ETL & Analytics

Amazon Athena

Serverless SQL queries on S3 data lakes

Athena (SQL on S3)

Mental model

  • Serverless Presto/Trino-style SQL on files in S3.”
  • You pay primarily for data scanned, so format + partitioning is everything.

What it’s used for in ML/GenAI

  • Ad-hoc analytics on agent telemetry, prompt/response logs, eval results.
  • Build datasets for offline analysis and labeling queues.
  • Quick slicing: latency by model, tool failure rates, safety outcomes, cohort analysis.

Knobs that matter

  • File format: Parquet/ORC beats JSON/CSV by a mile.
  • Partitioning: dt=YYYY-MM-DD/ (and sometimes tenant_id=) to prune scans.
  • Workgroups: enforce limits, isolate teams, separate prod vs dev.
  • Result location: dedicated S3 prefix; enable encryption.
  • CTAS / INSERT INTO: create optimized tables from raw data.

Pricing mental model

  • Cost ≈ TB scanned.
  • Senior heuristic: if you’re scanning “the whole bucket,” you’ve already lost—fix partitioning or format.
  • Common lever: convert raw JSON to Parquet daily; queries become cheap and fast.

Heuristics

  • Use Athena for interactive querying and lightweight ETL (CTAS).
  • If transforms are heavy (joins, complex logic, big backfills), use Glue/EMR then query with Athena.

Terraform template (Athena workgroup + database)
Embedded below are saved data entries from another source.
use std::collections::BTreeMap;

use crate::error::{Error, Result};
use crate::types::{Address, Directive, InterfaceRequest};

/// Collapse directives into one request per name, sorted by name.
///
/// Bare occurrences adopt the address of a bound occurrence of the same name.
/// Two bound occurrences with different addresses are a conflict.
pub fn plan_requests(directives: &[Directive]) -> Result<Vec<InterfaceRequest>> {
    let mut planned: BTreeMap<&str, Option<Address>> = BTreeMap::new();

    for directive in directives {
        let slot = planned.entry(directive.name.as_str()).or_insert(None);
        match (*slot, directive.address) {
            (Some(first), Some(second)) if first != second => {
                return Err(Error::ResolutionConflict {
                    name: directive.name.clone(),
                    first,
                    second,
                });
            }
            (None, Some(address)) => *slot = Some(address),
            _ => {}
        }
    }

    Ok(planned
        .into_iter()
        .map(|(name, address)| InterfaceRequest {
            name: name.to_string(),
            address,
        })
        .collect())
}
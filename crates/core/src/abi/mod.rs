//! Typed contract ABI: parsing, canonical signatures, selectors and merging

use serde::{Deserialize, Serialize};
use sha3::{Digest, Keccak256};
use std::collections::HashSet;

#[derive(Debug, Clone, Copy, PartialEq, Eq, Hash, Serialize, Deserialize)]
#[serde(rename_all = "lowercase")]
pub enum ItemKind {
    Function,
    Event,
    Error,
    Constructor,
    Fallback,
    Receive,
}

#[derive(Debug, Clone, Copy, PartialEq, Eq, Hash, Serialize, Deserialize)]
#[serde(rename_all = "lowercase")]
pub enum StateMutability {
    Pure,
    View,
    Nonpayable,
    Payable,
}

#[derive(Debug, Clone, PartialEq, Eq, Serialize, Deserialize)]
#[serde(rename_all = "camelCase")]
pub struct AbiParam {
    #[serde(default)]
    pub name: String,
    #[serde(rename = "type")]
    pub ty: String,
    #[serde(default, skip_serializing_if = "Option::is_none")]
    pub internal_type: Option<String>,
    #[serde(default, skip_serializing_if = "is_false")]
    pub indexed: bool,
    #[serde(default, skip_serializing_if = "Vec::is_empty")]
    pub components: Vec<AbiParam>,
}

impl AbiParam {
    pub fn new(name: &str, ty: &str) -> Self {
        Self {
            name: name.to_string(),
            ty: ty.to_string(),
            internal_type: None,
            indexed: false,
            components: Vec::new(),
        }
    }

    pub fn indexed(mut self) -> Self {
        self.indexed = true;
        self
    }

    pub fn is_tuple(&self) -> bool {
        self.ty.starts_with("tuple")
    }

    /// Array suffix of a tuple type, e.g. `[]` for `tuple[]`
    pub fn tuple_suffix(&self) -> &str {
        self.ty.strip_prefix("tuple").unwrap_or("")
    }

    /// Type as it appears in a canonical signature
    pub fn canonical_type(&self) -> String {
        if self.is_tuple() {
            let inner: Vec<String> = self.components.iter().map(|c| c.canonical_type()).collect();
            format!("({}){}", inner.join(","), self.tuple_suffix())
        } else {
            canonical_elementary(&self.ty)
        }
    }
}

#[derive(Debug, Clone, PartialEq, Eq, Serialize, Deserialize)]
#[serde(rename_all = "camelCase")]
pub struct AbiItem {
    #[serde(rename = "type", default = "default_kind")]
    pub kind: ItemKind,
    #[serde(default, skip_serializing_if = "String::is_empty")]
    pub name: String,
    #[serde(default, skip_serializing_if = "Vec::is_empty")]
    pub inputs: Vec<AbiParam>,
    #[serde(default, skip_serializing_if = "Vec::is_empty")]
    pub outputs: Vec<AbiParam>,
    #[serde(default, skip_serializing_if = "Option::is_none")]
    pub state_mutability: Option<StateMutability>,
    #[serde(default, skip_serializing_if = "is_false")]
    pub anonymous: bool,
    // Pre-0.5 compilers emit these instead of `stateMutability`
    #[serde(default, skip_serializing)]
    pub constant: Option<bool>,
    #[serde(default, skip_serializing)]
    pub payable: Option<bool>,
}

/// What makes two ABI entries "the same" when merging
#[derive(Debug, Clone, Copy, PartialEq, Eq, Hash)]
pub enum ItemIdentity {
    Selector(ItemKind, [u8; 4]),
    Topic([u8; 32]),
    Singleton(ItemKind),
}

impl AbiItem {
    pub fn function(
        name: &str,
        inputs: Vec<AbiParam>,
        outputs: Vec<AbiParam>,
        mutability: StateMutability,
    ) -> Self {
        Self {
            kind: ItemKind::Function,
            name: name.to_string(),
            inputs,
            outputs,
            state_mutability: Some(mutability),
            anonymous: false,
            constant: None,
            payable: None,
        }
    }

    pub fn event(name: &str, inputs: Vec<AbiParam>) -> Self {
        Self {
            kind: ItemKind::Event,
            name: name.to_string(),
            inputs,
            outputs: Vec::new(),
            state_mutability: None,
            anonymous: false,
            constant: None,
            payable: None,
        }
    }

    pub fn mutability(&self) -> StateMutability {
        if let Some(m) = self.state_mutability {
            return m;
        }
        match (self.constant, self.payable) {
            (Some(true), _) => StateMutability::View,
            (_, Some(true)) => StateMutability::Payable,
            _ => StateMutability::Nonpayable,
        }
    }

    /// `name(type1,type2)` with tuples expanded
    pub fn signature(&self) -> String {
        let types: Vec<String> = self.inputs.iter().map(|p| p.canonical_type()).collect();
        format!("{}({})", self.name, types.join(","))
    }

    pub fn selector(&self) -> [u8; 4] {
        let hash = Keccak256::digest(self.signature().as_bytes());
        [hash[0], hash[1], hash[2], hash[3]]
    }

    pub fn topic(&self) -> [u8; 32] {
        Keccak256::digest(self.signature().as_bytes()).into()
    }

    pub fn identity(&self) -> ItemIdentity {
        match self.kind {
            ItemKind::Function | ItemKind::Error => ItemIdentity::Selector(self.kind, self.selector()),
            ItemKind::Event => ItemIdentity::Topic(self.topic()),
            kind => ItemIdentity::Singleton(kind),
        }
    }

    fn normalize(&mut self) {
        if !matches!(self.kind, ItemKind::Event | ItemKind::Error) {
            self.state_mutability = Some(self.mutability());
        }
        self.constant = None;
        self.payable = None;
    }
}

/// A contract ABI in declaration order
#[derive(Debug, Clone, Default, PartialEq, Eq, Serialize, Deserialize)]
#[serde(transparent)]
pub struct Abi {
    pub items: Vec<AbiItem>,
}

impl Abi {
    pub fn new(items: Vec<AbiItem>) -> Self {
        let mut abi = Self { items };
        abi.normalize();
        abi
    }

    /// Parse a JSON ABI array. Unknown fields are ignored.
    pub fn from_json(json: &str) -> serde_json::Result<Self> {
        let items: Vec<AbiItem> = serde_json::from_str(json)?;
        Ok(Self::new(items))
    }

    pub fn from_value(value: serde_json::Value) -> serde_json::Result<Self> {
        let items: Vec<AbiItem> = serde_json::from_value(value)?;
        Ok(Self::new(items))
    }

    pub fn is_empty(&self) -> bool {
        self.items.is_empty()
    }

    pub fn len(&self) -> usize {
        self.items.len()
    }

    pub fn functions(&self) -> impl Iterator<Item = &AbiItem> {
        self.items.iter().filter(|i| i.kind == ItemKind::Function)
    }

    /// Content hash of the normalized ABI. Equal ABIs share a digest no matter
    /// which source produced them.
    pub fn digest(&self) -> String {
        let canonical = serde_json::to_string(&self.items).unwrap_or_default();
        format!("{:x}", md5::compute(canonical.as_bytes()))
    }

    /// Proxy entries first in their order, then implementation entries in their
    /// order, skipping any whose identity the proxy already declares.
    pub fn merge(proxy: &Abi, implementation: &Abi) -> Abi {
        let mut seen: HashSet<ItemIdentity> = HashSet::new();
        let mut items = Vec::with_capacity(proxy.len() + implementation.len());

        for item in proxy.items.iter().chain(implementation.items.iter()) {
            if seen.insert(item.identity()) {
                items.push(item.clone());
            }
        }

        tracing::debug!(
            "Merged ABI: {} proxy + {} implementation -> {} entries",
            proxy.len(),
            implementation.len(),
            items.len()
        );
        Abi { items }
    }

    fn normalize(&mut self) {
        for item in &mut self.items {
            item.normalize();
        }
    }
}

fn default_kind() -> ItemKind {
    ItemKind::Function
}

fn is_false(value: &bool) -> bool {
    !*value
}

fn canonical_elementary(ty: &str) -> String {
    let (base, suffix) = match ty.find('[') {
        Some(idx) => ty.split_at(idx),
        None => (ty, ""),
    };
    let base = match base {
        "uint" => "uint256",
        "int" => "int256",
        "byte" => "bytes1",
        other => other,
    };
    format!("{base}{suffix}")
}
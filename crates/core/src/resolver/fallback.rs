use async_trait::async_trait;

use super::{AbiSource, FetchError};
use crate::abi::{Abi, AbiItem, AbiParam, StateMutability};
use crate::types::{Address, Origin};

/// Last resort: a fixed ERC-20 ABI that always succeeds
#[derive(Debug, Clone, Copy, Default)]
pub struct DefaultFallbackSource;

impl DefaultFallbackSource {
    pub fn abi() -> Abi {
        let param = AbiParam::new;
        let uint = || vec![AbiParam::new("", "uint256")];
        let boolean = || vec![AbiParam::new("", "bool")];

        Abi::new(vec![
            AbiItem::function("totalSupply", vec![], uint(), StateMutability::View),
            AbiItem::function("balanceOf", vec![param("account", "address")], uint(), StateMutability::View),
            AbiItem::function(
                "transfer",
                vec![param("to", "address"), param("amount", "uint256")],
                boolean(),
                StateMutability::Nonpayable,
            ),
            AbiItem::function(
                "allowance",
                vec![param("owner", "address"), param("spender", "address")],
                uint(),
                StateMutability::View,
            ),
            AbiItem::function(
                "approve",
                vec![param("spender", "address"), param("amount", "uint256")],
                boolean(),
                StateMutability::Nonpayable,
            ),
            AbiItem::function(
                "transferFrom",
                vec![param("from", "address"), param("to", "address"), param("amount", "uint256")],
                boolean(),
                StateMutability::Nonpayable,
            ),
            AbiItem::event(
                "Transfer",
                vec![
                    param("from", "address").indexed(),
                    param("to", "address").indexed(),
                    param("value", "uint256"),
                ],
            ),
            AbiItem::event(
                "Approval",
                vec![
                    param("owner", "address").indexed(),
                    param("spender", "address").indexed(),
                    param("value", "uint256"),
                ],
            ),
        ])
    }
}

#[async_trait]
impl AbiSource for DefaultFallbackSource {
    fn name(&self) -> &str {
        "default"
    }

    fn origin(&self) -> Origin {
        Origin::DefaultFallback
    }

    async fn fetch(&self, _address: Address, _chain_id: u64) -> Result<Abi, FetchError> {
        Ok(Self::abi())
    }
}
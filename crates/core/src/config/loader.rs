//! Layered configuration loading
//!
//! Layers, lowest precedence first: built-in defaults, the global
//! `~/.fwrap/config.toml`, the nearest `fwrap.toml` found walking up from the
//! working directory, the environment, and finally command-line overrides.

use std::path::{Path, PathBuf};
use tracing::debug;

use super::settings::{
    ConfigOverrides, EngineConfig, FileConfig, GLOBAL_CONFIG_FILE, PROJECT_CONFIG_FILE, STATE_DIR,
};
use crate::error::Result;

/// Files that mark a project root when no `fwrap.toml` exists
const PROJECT_MARKERS: &[&str] = &["foundry.toml"];

pub struct ConfigLoader {
    home: Option<PathBuf>,
}

impl Default for ConfigLoader {
    fn default() -> Self {
        Self::new()
    }
}

impl ConfigLoader {
    pub fn new() -> Self {
        Self {
            home: dirs::home_dir(),
        }
    }

    /// Use `home` instead of the user's home directory
    pub fn with_home(home: Option<PathBuf>) -> Self {
        Self { home }
    }

    pub fn global_config_path(&self) -> Option<PathBuf> {
        self.home
            .as_ref()
            .map(|h| h.join(STATE_DIR).join(GLOBAL_CONFIG_FILE))
    }

    /// Load from `start` with environment variables applied before `cli`.
    pub fn load(&self, start: &Path, cli: &ConfigOverrides) -> Result<EngineConfig> {
        let env = ConfigOverrides::from_env()?;
        self.load_with(start, &env, cli)
    }

    pub fn load_with(
        &self,
        start: &Path,
        env: &ConfigOverrides,
        cli: &ConfigOverrides,
    ) -> Result<EngineConfig> {
        let mut merged = FileConfig::default();

        if let Some(path) = self.global_config_path().filter(|p| p.is_file()) {
            debug!("Loading global config from {:?}", path);
            merged.merge(FileConfig::load_from_file(&path)?);
        }

        let project_root = match find_project_config(start) {
            Some(path) => {
                debug!("Loading project config from {:?}", path);
                merged.merge(FileConfig::load_from_file(&path)?);
                path.parent().map(Path::to_path_buf).unwrap_or_else(|| start.to_path_buf())
            }
            None => find_project_root(start),
        };

        env.apply(&mut merged);
        cli.apply(&mut merged);

        EngineConfig::resolve(&project_root, self.home.as_deref(), merged)
    }
}

/// Nearest `fwrap.toml` at or above `start`
pub fn find_project_config(start: &Path) -> Option<PathBuf> {
    let mut current = search_start(start);
    loop {
        let candidate = current.join(PROJECT_CONFIG_FILE);
        if candidate.is_file() {
            return Some(candidate);
        }
        current = current.parent()?;
    }
}

/// Nearest directory with a project marker, else the start directory itself
pub fn find_project_root(start: &Path) -> PathBuf {
    let start = search_start(start);
    let mut current = Some(start);
    while let Some(dir) = current {
        if PROJECT_MARKERS.iter().any(|m| dir.join(m).is_file()) {
            debug!("Project root at {:?}", dir);
            return dir.to_path_buf();
        }
        current = dir.parent();
    }
    start.to_path_buf()
}

fn search_start(start: &Path) -> &Path {
    if start.is_file() {
        start.parent().unwrap_or(start)
    } else {
        start
    }
}
use async_trait::async_trait;
use serde::Deserialize;
use std::sync::atomic::{AtomicBool, Ordering};
use tracing::warn;

use super::{AbiSource, FetchError};
use crate::abi::Abi;
use crate::types::{Address, Origin};

pub const DEFAULT_EXPLORER_URL: &str = "https://api.etherscan.io/v2/api";

/// Verified-source ABI lookup through an Etherscan-compatible API
pub struct ExplorerSource {
    client: reqwest::Client,
    base_url: String,
    api_key: Option<String>,
    warned_missing_key: AtomicBool,
}

#[derive(Debug, Deserialize)]
struct ExplorerResponse {
    status: String,
    #[serde(default)]
    message: String,
    #[serde(default)]
    result: serde_json::Value,
}

impl ExplorerSource {
    pub fn new(base_url: impl Into<String>, api_key: Option<String>) -> Self {
        Self {
            client: reqwest::Client::new(),
            base_url: base_url.into(),
            api_key: api_key.filter(|k| !k.is_empty()),
            warned_missing_key: AtomicBool::new(false),
        }
    }

    fn query(&self, address: Address, chain_id: u64) -> Vec<(&'static str, String)> {
        let mut query = vec![
            ("chainid", chain_id.to_string()),
            ("module", "contract".to_string()),
            ("action", "getabi".to_string()),
            ("address", address.to_string()),
        ];
        if let Some(key) = &self.api_key {
            query.push(("apikey", key.clone()));
        }
        query
    }
}

#[async_trait]
impl AbiSource for ExplorerSource {
    fn name(&self) -> &str {
        "explorer"
    }

    fn origin(&self) -> Origin {
        Origin::RemoteFetch
    }

    async fn fetch(&self, address: Address, chain_id: u64) -> Result<Abi, FetchError> {
        if self.api_key.is_none() && !self.warned_missing_key.swap(true, Ordering::Relaxed) {
            warn!("No Etherscan API key configured; explorer requests may be rate limited");
        }

        let response: ExplorerResponse = self
            .client
            .get(&self.base_url)
            .query(&self.query(address, chain_id))
            .send()
            .await?
            .error_for_status()?
            .json()
            .await?;

        parse_response(response)
    }
}

fn parse_response(response: ExplorerResponse) -> Result<Abi, FetchError> {
    if response.status != "1" {
        let detail = response.result.as_str().unwrap_or_default();
        return Err(FetchError::Explorer(format!("{} {}", response.message, detail).trim().to_string()));
    }
    match response.result {
        serde_json::Value::String(abi) => {
            Abi::from_json(&abi).map_err(|e| FetchError::InvalidAbi(e.to_string()))
        }
        value @ serde_json::Value::Array(_) => {
            Abi::from_value(value).map_err(|e| FetchError::InvalidAbi(e.to_string()))
        }
        other => Err(FetchError::InvalidAbi(format!("unexpected result: {other}"))),
    }
}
resource "aws_s3_bucket" "athena_results" {
  bucket = var.athena_results_bucket
}

resource "aws_athena_workgroup" "wg" {
  name = var.workgroup_name

  configuration {
    enforce_workgroup_configuration = true

    result_configuration {
      output_location = "s3://${aws_s3_bucket.athena_results.bucket}/results/"
      encryption_configuration {
        encryption_option = "SSE_S3"
      }
    }
  }
}

resource "aws_athena_database" "db" {
  name   = var.athena_db_name
  bucket = var.data_lake_bucket # Athena stores metadata; tables point to S3 paths
}

variable "athena_results_bucket" { type = string }
variable "workgroup_name"        { type = string }
variable "athena_db_name"        { type = string }
variable "data_lake_bucket"      { type = string }